• Exercise directions: What is needed is an exact retyping of the records below, from the first line through the line that contains "pub fn format_error(context: &str, error: &OrchestratorError)".

• Entries shown:
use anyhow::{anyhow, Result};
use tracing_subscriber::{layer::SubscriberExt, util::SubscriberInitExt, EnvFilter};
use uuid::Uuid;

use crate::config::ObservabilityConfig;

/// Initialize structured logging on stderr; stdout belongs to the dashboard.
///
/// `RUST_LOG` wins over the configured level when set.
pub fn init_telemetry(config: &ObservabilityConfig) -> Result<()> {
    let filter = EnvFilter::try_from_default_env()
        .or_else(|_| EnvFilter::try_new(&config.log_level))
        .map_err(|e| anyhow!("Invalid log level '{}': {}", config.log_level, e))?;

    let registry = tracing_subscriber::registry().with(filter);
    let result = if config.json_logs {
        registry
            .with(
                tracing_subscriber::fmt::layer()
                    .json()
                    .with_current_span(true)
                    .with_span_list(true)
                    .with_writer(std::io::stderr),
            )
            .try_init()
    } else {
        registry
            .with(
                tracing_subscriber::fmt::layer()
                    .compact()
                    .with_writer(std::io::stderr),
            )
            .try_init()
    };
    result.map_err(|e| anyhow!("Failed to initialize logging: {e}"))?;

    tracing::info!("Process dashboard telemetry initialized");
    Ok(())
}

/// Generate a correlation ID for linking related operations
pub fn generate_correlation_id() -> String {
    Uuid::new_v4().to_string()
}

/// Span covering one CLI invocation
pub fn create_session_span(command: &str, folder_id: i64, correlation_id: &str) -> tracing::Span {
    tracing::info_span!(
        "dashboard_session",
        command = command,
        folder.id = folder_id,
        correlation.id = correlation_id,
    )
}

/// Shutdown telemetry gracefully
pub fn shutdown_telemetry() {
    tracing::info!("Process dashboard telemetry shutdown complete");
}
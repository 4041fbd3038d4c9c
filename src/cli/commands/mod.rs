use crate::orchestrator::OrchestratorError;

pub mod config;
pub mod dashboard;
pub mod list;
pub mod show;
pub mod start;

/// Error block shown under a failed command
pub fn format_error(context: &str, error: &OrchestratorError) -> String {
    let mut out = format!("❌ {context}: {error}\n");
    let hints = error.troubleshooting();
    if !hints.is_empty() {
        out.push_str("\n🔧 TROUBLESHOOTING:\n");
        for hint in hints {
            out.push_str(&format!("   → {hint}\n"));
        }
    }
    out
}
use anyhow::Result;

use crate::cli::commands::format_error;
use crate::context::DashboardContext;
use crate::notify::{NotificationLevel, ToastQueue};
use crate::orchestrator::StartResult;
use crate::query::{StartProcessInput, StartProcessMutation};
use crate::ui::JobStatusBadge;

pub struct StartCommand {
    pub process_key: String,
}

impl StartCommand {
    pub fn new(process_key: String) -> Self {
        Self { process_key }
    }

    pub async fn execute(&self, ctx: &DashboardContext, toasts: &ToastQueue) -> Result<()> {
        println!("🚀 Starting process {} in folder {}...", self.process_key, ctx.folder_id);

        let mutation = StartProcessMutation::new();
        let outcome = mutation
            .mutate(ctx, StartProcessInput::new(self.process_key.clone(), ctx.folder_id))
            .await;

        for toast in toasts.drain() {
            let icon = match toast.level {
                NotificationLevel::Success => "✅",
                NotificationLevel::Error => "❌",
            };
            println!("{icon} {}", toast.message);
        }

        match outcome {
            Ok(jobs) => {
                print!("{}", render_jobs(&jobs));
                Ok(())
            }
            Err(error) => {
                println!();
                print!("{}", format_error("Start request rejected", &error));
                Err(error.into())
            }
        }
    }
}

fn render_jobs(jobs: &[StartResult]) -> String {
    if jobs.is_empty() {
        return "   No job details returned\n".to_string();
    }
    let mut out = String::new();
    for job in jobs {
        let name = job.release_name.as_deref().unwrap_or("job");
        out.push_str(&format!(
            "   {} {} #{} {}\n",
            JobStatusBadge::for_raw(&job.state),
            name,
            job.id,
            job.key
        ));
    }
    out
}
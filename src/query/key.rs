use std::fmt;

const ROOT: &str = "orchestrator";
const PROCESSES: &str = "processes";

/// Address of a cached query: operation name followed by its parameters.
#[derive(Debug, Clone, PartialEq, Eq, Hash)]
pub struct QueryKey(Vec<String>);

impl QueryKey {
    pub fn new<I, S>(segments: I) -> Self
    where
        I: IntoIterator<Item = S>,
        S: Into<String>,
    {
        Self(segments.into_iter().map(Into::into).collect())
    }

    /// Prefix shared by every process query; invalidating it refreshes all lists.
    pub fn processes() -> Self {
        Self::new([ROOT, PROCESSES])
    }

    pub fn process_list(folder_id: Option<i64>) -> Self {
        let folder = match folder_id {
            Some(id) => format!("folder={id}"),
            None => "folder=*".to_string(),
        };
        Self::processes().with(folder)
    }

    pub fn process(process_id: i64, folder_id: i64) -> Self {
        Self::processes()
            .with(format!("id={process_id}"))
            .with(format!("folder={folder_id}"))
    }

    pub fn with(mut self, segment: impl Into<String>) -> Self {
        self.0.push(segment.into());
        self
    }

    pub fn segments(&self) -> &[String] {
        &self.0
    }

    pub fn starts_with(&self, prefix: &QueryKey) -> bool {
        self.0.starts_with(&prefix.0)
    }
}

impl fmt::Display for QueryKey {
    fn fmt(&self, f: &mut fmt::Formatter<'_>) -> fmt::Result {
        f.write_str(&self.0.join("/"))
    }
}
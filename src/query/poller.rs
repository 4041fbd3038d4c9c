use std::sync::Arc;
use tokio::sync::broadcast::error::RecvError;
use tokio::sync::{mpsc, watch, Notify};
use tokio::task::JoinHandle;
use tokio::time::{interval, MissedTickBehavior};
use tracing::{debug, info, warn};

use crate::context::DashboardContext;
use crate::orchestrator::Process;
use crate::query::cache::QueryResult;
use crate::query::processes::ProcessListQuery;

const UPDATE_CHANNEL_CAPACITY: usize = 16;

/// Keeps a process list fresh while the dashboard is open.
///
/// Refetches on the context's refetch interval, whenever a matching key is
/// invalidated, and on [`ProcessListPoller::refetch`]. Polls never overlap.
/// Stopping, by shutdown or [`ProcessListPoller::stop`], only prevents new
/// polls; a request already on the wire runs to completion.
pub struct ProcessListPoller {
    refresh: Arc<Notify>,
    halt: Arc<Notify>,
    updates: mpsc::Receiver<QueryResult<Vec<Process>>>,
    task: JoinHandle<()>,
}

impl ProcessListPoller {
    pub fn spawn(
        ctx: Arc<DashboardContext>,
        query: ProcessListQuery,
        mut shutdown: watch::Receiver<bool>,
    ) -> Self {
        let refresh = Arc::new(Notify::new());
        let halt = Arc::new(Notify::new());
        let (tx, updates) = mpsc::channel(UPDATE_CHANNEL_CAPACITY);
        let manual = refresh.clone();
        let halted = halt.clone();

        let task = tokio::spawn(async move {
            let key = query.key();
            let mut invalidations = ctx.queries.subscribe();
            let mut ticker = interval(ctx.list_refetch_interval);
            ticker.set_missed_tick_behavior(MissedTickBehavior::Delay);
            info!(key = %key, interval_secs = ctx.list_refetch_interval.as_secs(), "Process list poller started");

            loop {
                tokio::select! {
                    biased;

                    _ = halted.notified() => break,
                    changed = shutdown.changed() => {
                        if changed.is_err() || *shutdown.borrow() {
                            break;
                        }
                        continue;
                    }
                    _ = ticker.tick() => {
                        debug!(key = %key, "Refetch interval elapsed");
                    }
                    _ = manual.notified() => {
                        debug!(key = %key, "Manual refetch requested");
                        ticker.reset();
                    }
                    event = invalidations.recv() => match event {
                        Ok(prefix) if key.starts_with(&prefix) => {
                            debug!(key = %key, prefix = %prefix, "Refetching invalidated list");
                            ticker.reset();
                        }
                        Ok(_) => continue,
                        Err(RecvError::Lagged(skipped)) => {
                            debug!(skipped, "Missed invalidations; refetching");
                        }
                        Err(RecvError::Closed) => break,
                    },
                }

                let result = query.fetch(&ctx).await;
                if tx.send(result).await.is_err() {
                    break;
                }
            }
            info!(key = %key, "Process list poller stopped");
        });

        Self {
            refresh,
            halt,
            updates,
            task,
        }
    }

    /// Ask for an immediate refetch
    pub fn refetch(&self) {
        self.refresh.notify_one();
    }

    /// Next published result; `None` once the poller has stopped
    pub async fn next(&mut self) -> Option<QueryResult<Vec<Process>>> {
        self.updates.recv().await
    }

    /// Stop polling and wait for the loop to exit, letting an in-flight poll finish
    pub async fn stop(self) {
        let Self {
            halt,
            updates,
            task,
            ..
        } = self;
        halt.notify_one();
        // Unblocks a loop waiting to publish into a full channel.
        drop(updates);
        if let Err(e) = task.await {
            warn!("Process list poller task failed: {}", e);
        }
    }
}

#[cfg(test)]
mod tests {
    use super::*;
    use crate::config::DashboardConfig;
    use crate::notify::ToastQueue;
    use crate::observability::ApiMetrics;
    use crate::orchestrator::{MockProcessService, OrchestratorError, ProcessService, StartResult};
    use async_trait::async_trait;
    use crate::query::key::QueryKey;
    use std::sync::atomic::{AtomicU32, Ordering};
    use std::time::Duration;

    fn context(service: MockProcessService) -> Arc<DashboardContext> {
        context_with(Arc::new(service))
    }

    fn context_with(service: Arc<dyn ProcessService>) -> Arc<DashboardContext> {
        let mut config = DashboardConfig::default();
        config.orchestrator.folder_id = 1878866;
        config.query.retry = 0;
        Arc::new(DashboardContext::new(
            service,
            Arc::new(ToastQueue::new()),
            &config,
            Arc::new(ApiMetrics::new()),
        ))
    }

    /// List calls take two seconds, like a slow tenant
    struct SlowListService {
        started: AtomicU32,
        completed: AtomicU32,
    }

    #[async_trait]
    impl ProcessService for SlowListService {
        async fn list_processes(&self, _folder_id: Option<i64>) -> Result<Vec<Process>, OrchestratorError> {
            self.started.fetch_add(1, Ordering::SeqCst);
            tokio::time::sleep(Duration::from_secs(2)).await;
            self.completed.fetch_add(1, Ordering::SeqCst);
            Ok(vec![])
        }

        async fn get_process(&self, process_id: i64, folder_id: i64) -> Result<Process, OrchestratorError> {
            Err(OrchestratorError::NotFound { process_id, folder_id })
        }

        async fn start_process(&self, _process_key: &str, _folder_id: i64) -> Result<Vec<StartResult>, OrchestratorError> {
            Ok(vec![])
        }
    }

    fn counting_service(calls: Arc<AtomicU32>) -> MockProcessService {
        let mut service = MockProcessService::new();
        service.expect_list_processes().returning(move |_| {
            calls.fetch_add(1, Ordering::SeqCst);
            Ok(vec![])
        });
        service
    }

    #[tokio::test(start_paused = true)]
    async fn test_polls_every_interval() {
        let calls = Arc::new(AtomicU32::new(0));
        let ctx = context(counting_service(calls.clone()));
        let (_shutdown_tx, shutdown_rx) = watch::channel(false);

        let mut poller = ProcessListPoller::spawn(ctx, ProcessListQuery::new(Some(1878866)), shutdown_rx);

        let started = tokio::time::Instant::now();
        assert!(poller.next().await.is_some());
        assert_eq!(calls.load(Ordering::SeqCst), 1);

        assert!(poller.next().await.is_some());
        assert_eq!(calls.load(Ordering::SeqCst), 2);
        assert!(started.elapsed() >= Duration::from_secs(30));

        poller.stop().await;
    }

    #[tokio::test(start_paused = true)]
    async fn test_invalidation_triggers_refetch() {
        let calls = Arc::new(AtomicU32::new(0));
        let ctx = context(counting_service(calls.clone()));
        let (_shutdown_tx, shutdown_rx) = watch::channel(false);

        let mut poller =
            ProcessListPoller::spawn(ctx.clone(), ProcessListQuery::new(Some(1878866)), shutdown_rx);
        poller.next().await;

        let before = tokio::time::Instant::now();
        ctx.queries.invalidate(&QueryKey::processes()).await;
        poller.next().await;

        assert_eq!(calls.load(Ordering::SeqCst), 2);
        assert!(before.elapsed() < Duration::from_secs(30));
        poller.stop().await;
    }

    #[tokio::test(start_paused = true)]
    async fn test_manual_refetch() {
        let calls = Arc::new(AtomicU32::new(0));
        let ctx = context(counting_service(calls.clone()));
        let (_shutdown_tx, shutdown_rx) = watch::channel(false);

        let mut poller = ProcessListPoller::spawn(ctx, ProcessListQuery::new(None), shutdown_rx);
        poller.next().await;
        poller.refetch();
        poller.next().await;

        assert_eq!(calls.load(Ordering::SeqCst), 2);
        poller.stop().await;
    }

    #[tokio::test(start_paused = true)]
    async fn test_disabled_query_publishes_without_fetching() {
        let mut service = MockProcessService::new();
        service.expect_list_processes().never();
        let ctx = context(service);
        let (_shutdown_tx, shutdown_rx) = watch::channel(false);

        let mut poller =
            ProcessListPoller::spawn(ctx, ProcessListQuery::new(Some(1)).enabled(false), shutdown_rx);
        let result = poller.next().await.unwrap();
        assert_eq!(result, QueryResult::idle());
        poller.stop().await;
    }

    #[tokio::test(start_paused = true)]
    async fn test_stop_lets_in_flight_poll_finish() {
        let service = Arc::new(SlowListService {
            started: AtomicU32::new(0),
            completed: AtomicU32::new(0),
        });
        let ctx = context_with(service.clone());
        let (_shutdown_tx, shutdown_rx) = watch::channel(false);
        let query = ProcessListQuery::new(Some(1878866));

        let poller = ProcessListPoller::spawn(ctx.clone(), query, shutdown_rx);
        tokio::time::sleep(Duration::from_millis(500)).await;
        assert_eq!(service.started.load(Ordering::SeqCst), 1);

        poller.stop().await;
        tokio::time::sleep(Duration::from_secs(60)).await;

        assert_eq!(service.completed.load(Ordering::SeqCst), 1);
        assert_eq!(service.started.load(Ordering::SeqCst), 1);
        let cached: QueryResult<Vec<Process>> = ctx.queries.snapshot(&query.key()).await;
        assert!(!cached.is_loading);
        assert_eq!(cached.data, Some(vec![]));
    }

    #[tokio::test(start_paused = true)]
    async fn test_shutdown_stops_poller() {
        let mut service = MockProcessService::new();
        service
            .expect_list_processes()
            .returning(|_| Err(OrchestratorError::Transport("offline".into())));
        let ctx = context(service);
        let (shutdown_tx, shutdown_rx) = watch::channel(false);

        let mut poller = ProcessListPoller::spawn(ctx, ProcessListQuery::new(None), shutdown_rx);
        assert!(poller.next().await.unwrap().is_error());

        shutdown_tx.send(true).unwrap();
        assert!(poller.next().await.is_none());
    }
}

• Output:
use anyhow::{anyhow, Result};
use tracing_subscriber::{layer::SubscriberExt, util::SubscriberInitExt, EnvFilter};
use uuid::Uuid;

use crate::config::ObservabilityConfig;

/// Initialize structured logging on stderr; stdout belongs to the dashboard.
///
/// `RUST_LOG` wins over the configured level when set.
pub fn init_telemetry(config: &ObservabilityConfig) -> Result<()> {
    let filter = EnvFilter::try_from_default_env()
        .or_else(|_| EnvFilter::try_new(&config.log_level))
        .map_err(|e| anyhow!("Invalid log level '{}': {}", config.log_level, e))?;

    let registry = tracing_subscriber::registry().with(filter);
    let result = if config.json_logs {
        registry
            .with(
                tracing_subscriber::fmt::layer()
                    .json()
                    .with_current_span(true)
                    .with_span_list(true)
                    .with_writer(std::io::stderr),
            )
            .try_init()
    } else {
        registry
            .with(
                tracing_subscriber::fmt::layer()
                    .compact()
                    .with_writer(std::io::stderr),
            )
            .try_init()
    };
    result.map_err(|e| anyhow!("Failed to initialize logging: {e}"))?;

    tracing::info!("Process dashboard telemetry initialized");
    Ok(())
}

/// Generate a correlation ID for linking related operations
pub fn generate_correlation_id() -> String {
    Uuid::new_v4().to_string()
}

/// Span covering one CLI invocation
pub fn create_session_span(command: &str, folder_id: i64, correlation_id: &str) -> tracing::Span {
    tracing::info_span!(
        "dashboard_session",
        command = command,
        folder.id = folder_id,
        correlation.id = correlation_id,
    )
}

/// Shutdown telemetry gracefully
pub fn shutdown_telemetry() {
    tracing::info!("Process dashboard telemetry shutdown complete");
}
repository 4041fbd3038d4c9c
filename src/cli/commands/mod.rs
use crate::orchestrator::OrchestratorError;

pub mod config;
pub mod dashboard;
pub mod list;
pub mod show;
pub mod start;

/// Error block shown under a failed command
pub fn format_error(context: &str, error: &OrchestratorError) -> String {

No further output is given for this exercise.